DaNiuTan
Publish Date: Wed, 17 Jul 2024, 10:33 AM
- The US consumer inflation report surprised to the downside.
- US retail sales beat forecasts at 0.0%.
- Price pressures in Canada eased from 2.9% to 2.7% in June.
The USD/CAD forecast has turned bearish as the dollar resumes its decline due to higher expectations for the Fed’s September rate cut. Meanwhile, although the Canadian dollar is strengthening, investors are more convinced that the Bank of Canada will cut rates in July.
The US dollar started falling last week after the consumer inflation report surprised to the downside. As a result, markets moved to fully price in the first US cut in September. At the same time, Powell sounded more confident about the decline in price pressures on Monday.
As a result, recent upbeat economic figures have failed to trigger a significant rally in the dollar. Notably, data on Tuesday revealed that retail sales beat forecasts at 0.0%. Economists had expected weaker consumer spending, with sales at -0.3%. After the report, the dollar briefly rallied before resuming its downtrend, strengthening the loonie.

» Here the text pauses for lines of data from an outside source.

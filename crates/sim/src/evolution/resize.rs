//! Population bottlenecks and expansions by resampling.
//!
//! Resizing draws the new population uniformly with replacement from the
//! old one. Trait values are copied verbatim, so a bottleneck loses
//! variation purely through sampling and an expansion duplicates existing
//! individuals.

use rand::Rng;

use crate::errors::ResizeError;
use crate::simulation::Population;

/// Resample `population` to exactly `target` individuals.
///
/// # Errors
/// Returns [`ResizeError::EmptySource`] if `population` is empty and
/// `target` is non-zero.
pub fn resize_population<R: Rng + ?Sized>(
    population: &Population,
    target: usize,
    rng: &mut R,
) -> Result<Population, ResizeError> {
    let source = population.individuals();
    if source.is_empty() && target > 0 {
        return Err(ResizeError::EmptySource { target });
    }

    let resized: Population = (0..target)
        .map(|_| source[rng.random_range(0..source.len())])
        .collect();

    tracing::trace!(from = source.len(), to = target, "resize pass");
    Ok(resized)
}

Meanwhile, in Canada, inflation figures on Tuesday increased the chances of another Bank of Canada rate cut in July. Price pressures eased from 2.9% to 2.7% in June, weighing on the Canadian dollar. Furthermore, the figure was smaller than the forecast of 2.8%. After the report, investors increased the likelihood of a rate cut in July to 90%. This would be the second BoC rate cut to spur economic growth. Moreover, it would indicate strong confidence among policymakers that inflation will continue falling.
USD/CAD key events today
There won’t be any key events from Canada or the US. Consequently, the pair might consolidate.
USD/CAD technical forecast: 0.618 Fib triggers pullback towards 30-SMA
On the technical side, the USD/CAD price is retreating after a failed attempt to trade above the 0.618 Fib retracement level. However, the bullish bias remains intact since the price sits above the 30-SMA and the RSI exceeds 50.
Consequently, the retreat might pause at the SMA line, which acts as support in a bullish trend. Sentiment will remain bullish as long as the price stays above the SMA. Therefore bulls might break above the Fib level to retest the 1.3750 resistance level. Meanwhile, a break below the SMA will signal a reversal that might revisit the 1.3600 support level.